• **TASK STATEMENT**
The answer should consist of each line below that contains the word "units".

○ ○ ○ ○ ○

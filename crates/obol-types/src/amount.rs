//! Monetary amounts.

/// Amount in satoshi units. Signed, as fee math can go negative.
pub type Amount = i64;

/// One coin in satoshi units.
pub const COIN: Amount = 100_000_000;

#[cfg(test)]
mod tests {
    use super::*;

    #[test]
    fn test_coin_unit() {
        assert_eq!(COIN, 100_000_000);
        assert_eq!(32 * COIN, 3_200_000_000);
    }
}
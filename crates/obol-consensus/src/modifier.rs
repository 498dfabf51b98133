//! Stake modifier engine.
//!
//! The stake modifier is a 64-bit scalar mixed into every kernel hash
//! so that a coin owner cannot precompute future proofs-of-stake at the
//! time their output confirms. It is recomputed once per modifier epoch
//! rather than per block, which keeps an attacker from grinding
//! additional modifier bits by extending the chain.
//!
//! Each modifier bit is the entropy bit of one block selected from the
//! previous epoch: the selection interval is split into 64 sections of
//! growing length, and within each section the block minimizing a
//! selection hash (seeded with the previous modifier) contributes its
//! bit.

use crate::eras::{Era, EraFlags};
use crate::error::{ConsensusError, ConsensusResult};
use crate::params::{ConsensusParams, MODIFIER_INTERVAL_RATIO};
use num_bigint::BigUint;
use obol_chain::{BlockId, BlockIndexArena, ChainState};
use obol_types::{Hash256, HashWriter};
use rand::Rng;
use std::collections::HashSet;
use tracing::{debug, trace};

/// Result of a modifier computation.
#[derive(Debug, Clone, Copy, PartialEq, Eq)]
pub struct NextStakeModifier {
    /// The modifier in effect for the new block.
    pub modifier: u64,
    /// Whether the modifier was newly generated at this block.
    pub generated: bool,
}

/// A kernel stake modifier with the height and time of the block that
/// generated it, for diagnostics.
#[derive(Debug, Clone, Copy, PartialEq, Eq)]
pub struct KernelModifier {
    /// The modifier to hash into the kernel.
    pub modifier: u64,
    /// Height of the generating block.
    pub height: u32,
    /// Time of the generating block.
    pub time: i64,
}

/// Length in seconds of one selection-interval section.
///
/// Sections grow towards the end of the interval; the last section is
/// `MODIFIER_INTERVAL_RATIO` times the first.
pub fn selection_interval_section(params: &ConsensusParams, section: usize) -> i64 {
    debug_assert!(section < 64);
    params.modifier_interval * 63
        / (63 + (63 - section as i64) * (MODIFIER_INTERVAL_RATIO - 1))
}

/// Total length in seconds of the 64-section selection interval.
pub fn selection_interval(params: &ConsensusParams) -> i64 {
    (0..64)
        .map(|section| selection_interval_section(params, section))
        .sum()
}

/// Find the last generated modifier at or before `start`, returning it
/// with its generation block time.
fn last_stake_modifier(arena: &BlockIndexArena, start: BlockId) -> ConsensusResult<(u64, i64)> {
    for (_, index) in arena.ancestors(start) {
        if index.generated_stake_modifier() {
            return Ok((index.stake_modifier, i64::from(index.time)));
        }
    }
    Err(ConsensusError::MissingData(
        "no stake modifier generated at genesis".to_string(),
    ))
}

/// Select one block from the sorted candidates: the unselected block
/// with timestamp up to `cutoff` whose selection hash is smallest.
///
/// The selection hash is `H(proof_hash ++ prev_modifier)`; for
/// proof-of-stake candidates it is divided by 2^32 first so stake
/// blocks are favored over work blocks, preserving the chain's
/// energy-efficiency property. If the earliest unselected candidate
/// already lies past the cutoff it is taken alone.
fn select_block_from_candidates(
    chain: &ChainState,
    sorted_by_timestamp: &[(i64, Hash256)],
    selected: &HashSet<Hash256>,
    cutoff: i64,
    prev_modifier: u64,
) -> ConsensusResult<BlockId> {
    let mut best: Option<(BigUint, BlockId)> = None;
    for (time, hash) in sorted_by_timestamp {
        let id = chain.lookup(hash).ok_or_else(|| {
            ConsensusError::MissingData(format!("candidate block {hash} not indexed"))
        })?;
        if best.is_some() && *time > cutoff {
            break;
        }
        if selected.contains(hash) {
            continue;
        }
        let index = chain.arena.get(id);
        let proof_hash = if index.is_proof_of_stake() {
            index.hash_proof_of_stake
        } else {
            index.block_hash
        };
        let mut writer = HashWriter::new();
        writer.write_hash(&proof_hash);
        writer.write_u64(prev_modifier);
        let mut selection = BigUint::from_bytes_le(writer.finalize().as_bytes());
        if index.is_proof_of_stake() {
            selection >>= 32;
        }
        match &best {
            Some((best_hash, _)) if selection >= *best_hash => {}
            _ => best = Some((selection, id)),
        }
    }
    match best {
        Some((selection, id)) => {
            trace!(selection = %selection, height = chain.arena.get(id).height, "selected candidate");
            Ok(id)
        }
        None => Err(ConsensusError::MissingData(
            "no candidate blocks in selection round".to_string(),
        )),
    }
}

/// Compute the stake modifier for a block whose parent is `prev`.
///
/// Returns the parent's modifier unchanged while still inside the same
/// modifier epoch. At the first block of a new epoch, selects 64 blocks
/// from the previous epoch's candidate window and assembles a new
/// modifier from their entropy bits.
///
/// `eras` are the era flags of the block being connected; under v0.4+
/// the new block's own timestamp must also land in a later epoch than
/// the previous modifier.
pub fn compute_next_stake_modifier(
    params: &ConsensusParams,
    eras: EraFlags,
    chain: &ChainState,
    prev: Option<BlockId>,
    current_time: u32,
) -> ConsensusResult<NextStakeModifier> {
    let Some(prev_id) = prev else {
        // genesis block's modifier is 0
        return Ok(NextStakeModifier {
            modifier: 0,
            generated: true,
        });
    };

    let (prev_modifier, modifier_time) = last_stake_modifier(&chain.arena, prev_id)?;
    let prev_index = chain.arena.get(prev_id);
    let interval = params.modifier_interval;
    trace!(
        modifier = format_args!("{prev_modifier:#018x}"),
        time = modifier_time,
        "previous stake modifier"
    );

    if modifier_time / interval >= i64::from(prev_index.time) / interval {
        // still within the same modifier epoch
        return Ok(NextStakeModifier {
            modifier: prev_modifier,
            generated: false,
        });
    }
    if modifier_time / interval >= i64::from(current_time) / interval {
        // v0.4+ also requires the current block's timestamp to land in
        // a later epoch
        if eras.contains(Era::V04) {
            return Ok(NextStakeModifier {
                modifier: prev_modifier,
                generated: false,
            });
        }
        debug!(
            height = prev_index.height + 1,
            "pre-v0.4 modifier generated within the current epoch"
        );
    }

    // Candidate window: all ancestors inside one selection interval
    // before the epoch boundary.
    let selection_interval = selection_interval(params);
    let selection_start =
        (i64::from(prev_index.time) / interval) * interval - selection_interval;
    let mut candidates: Vec<(i64, Hash256)> =
        Vec::with_capacity((64 * interval / params.stake_target_spacing).max(1) as usize);
    for (_, index) in chain.arena.ancestors(prev_id) {
        if i64::from(index.time) < selection_start {
            break;
        }
        candidates.push((i64::from(index.time), index.block_hash));
    }

    // Shuffle before the stable sort: the sort is the semantic order;
    // the shuffle only perturbs the order equal keys arrive in, and the
    // hash tiebreak makes the final order deterministic.
    let mut rng = rand::thread_rng();
    for i in (2..candidates.len()).rev() {
        let j = rng.gen_range(0..i);
        candidates.swap(i, j);
    }
    candidates.sort_by(|a, b| a.0.cmp(&b.0).then_with(|| a.1.numeric_cmp(&b.1)));

    // 64 selection rounds, clamped to the candidate count.
    let mut new_modifier = 0u64;
    let mut cutoff = selection_start;
    let mut selected: HashSet<Hash256> = HashSet::new();
    let rounds = candidates.len().min(64);
    for round in 0..rounds {
        cutoff += selection_interval_section(params, round);
        let id = select_block_from_candidates(chain, &candidates, &selected, cutoff, prev_modifier)?;
        let index = chain.arena.get(id);
        new_modifier |= index.stake_entropy_bit() << round;
        selected.insert(index.block_hash);
        trace!(
            round,
            cutoff,
            height = index.height,
            bit = index.stake_entropy_bit(),
            "selected modifier round"
        );
    }

    debug!(
        modifier = format_args!("{new_modifier:#018x}"),
        time = prev_index.time,
        "generated stake modifier"
    );
    Ok(NextStakeModifier {
        modifier: new_modifier,
        generated: true,
    })
}

/// Stake modifier checksum: the high 32 bits of
/// `H(prev_checksum ++ flags ++ hash_proof_of_stake ++ modifier)`.
/// Genesis omits the previous checksum.
pub fn stake_modifier_checksum(arena: &BlockIndexArena, index: &obol_chain::BlockIndex) -> u32 {
    let mut writer = HashWriter::new();
    if let Some(prev) = index.prev {
        writer.write_u32(arena.get(prev).stake_modifier_checksum);
    }
    writer.write_u32(index.flags);
    writer.write_hash(&index.hash_proof_of_stake);
    writer.write_u64(index.stake_modifier);
    let hash = writer.finalize();
    let mut high = [0u8; 4];
    high.copy_from_slice(&hash.as_bytes()[28..32]);
    u32::from_le_bytes(high)
}

/// v0.5+ kernel modifier: walk back from `prev` to the most recent
/// modifier generated at least `stake_min_age - selection_interval`
/// before the coinstake timestamp.
fn kernel_stake_modifier_v05(
    params: &ConsensusParams,
    chain: &ChainState,
    prev: BlockId,
    time_tx: u32,
) -> ConsensusResult<KernelModifier> {
    let interval = selection_interval(params);
    let mut id = prev;
    let mut index = chain.arena.get(id);
    let mut modifier_height = index.height;
    let mut modifier_time = i64::from(index.time);

    if modifier_time + params.stake_min_age - interval <= i64::from(time_tx) {
        // best block is already too old relative to the kernel timestamp
        return Err(ConsensusError::KernelCheckFailed(format!(
            "best block {} at height {} too old for stake",
            index.block_hash, index.height
        )));
    }
    while modifier_time + params.stake_min_age - interval > i64::from(time_tx) {
        let Some(parent) = index.prev else {
            return Err(ConsensusError::MissingData(
                "reached genesis looking for kernel stake modifier".to_string(),
            ));
        };
        id = parent;
        index = chain.arena.get(id);
        if index.generated_stake_modifier() {
            modifier_height = index.height;
            modifier_time = i64::from(index.time);
        }
    }
    Ok(KernelModifier {
        modifier: index.stake_modifier,
        height: modifier_height,
        time: modifier_time,
    })
}

/// v0.3 kernel modifier: walk forward from the block containing the
/// staked output until a full selection interval has elapsed, taking
/// the modifier in effect there.
///
/// The blocks between `prev` and the active chain may not lie on the
/// active chain, so a temporary segment is synthesized by walking back
/// from `prev` and iterating it in reverse.
fn kernel_stake_modifier_v03(
    params: &ConsensusParams,
    chain: &ChainState,
    prev: BlockId,
    hash_block_from: &Hash256,
    now: i64,
) -> ConsensusResult<KernelModifier> {
    let from_id = chain.lookup(hash_block_from).ok_or_else(|| {
        ConsensusError::MissingData(format!("block {hash_block_from} not indexed"))
    })?;
    let from_index = chain.arena.get(from_id);
    let from_time = i64::from(from_index.time);
    let interval = selection_interval(params);

    // Temporary segment covering any off-chain stretch below `prev`.
    let prev_index = chain.arena.get(prev);
    let depth = i64::from(prev_index.height) - (i64::from(from_index.height) - 1);
    let mut segment: Vec<BlockId> = Vec::new();
    let mut cursor = Some(prev);
    let mut walked = 1i64;
    while let Some(id) = cursor {
        if walked > depth || chain.active.contains(id, &chain.arena) {
            break;
        }
        segment.push(id);
        cursor = chain.arena.get(id).prev;
        walked += 1;
    }
    segment.reverse();

    let mut segment_pos = 0usize;
    let mut id = from_id;
    let mut modifier_height = from_index.height;
    let mut modifier_time = from_time;
    while modifier_time < from_time + interval {
        let current = chain.arena.get(id);
        let next = if !segment.is_empty()
            && current.height + 1 >= chain.arena.get(segment[0]).height
        {
            let next = segment.get(segment_pos).copied();
            segment_pos += 1;
            next
        } else {
            chain.active.next(id, &chain.arena)
        };
        let Some(next_id) = next else {
            // reached best block; may happen if the node is behind
            return if i64::from(current.time) + params.stake_min_age - interval > now {
                Err(ConsensusError::MissingData(format!(
                    "reached best block {} at height {} from block {}",
                    current.block_hash, current.height, hash_block_from
                )))
            } else {
                Err(ConsensusError::ModifierUnavailable(format!(
                    "no modifier a selection interval past block {hash_block_from} yet"
                )))
            };
        };
        id = next_id;
        let index = chain.arena.get(id);
        if index.generated_stake_modifier() {
            modifier_height = index.height;
            modifier_time = i64::from(index.time);
        }
    }
    Ok(KernelModifier {
        modifier: chain.arena.get(id).stake_modifier,
        height: modifier_height,
        time: modifier_time,
    })
}

/// The stake modifier the protocol prescribes for hashing a kernel at
/// `time_tx`, era-dependent.
pub fn kernel_stake_modifier(
    params: &ConsensusParams,
    eras: EraFlags,
    chain: &ChainState,
    prev: BlockId,
    hash_block_from: &Hash256,
    time_tx: u32,
    now: i64,
) -> ConsensusResult<KernelModifier> {
    if eras.contains(Era::V05) {
        kernel_stake_modifier_v05(params, chain, prev, time_tx)
    } else {
        kernel_stake_modifier_v03(params, chain, prev, hash_block_from, now)
    }
}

○ ○ ○ ○ ○

• **SOLUTION FOR THIS PROBLEM**
/// Amount in satoshi units. Signed, as fee math can go negative.
/// One coin in satoshi units.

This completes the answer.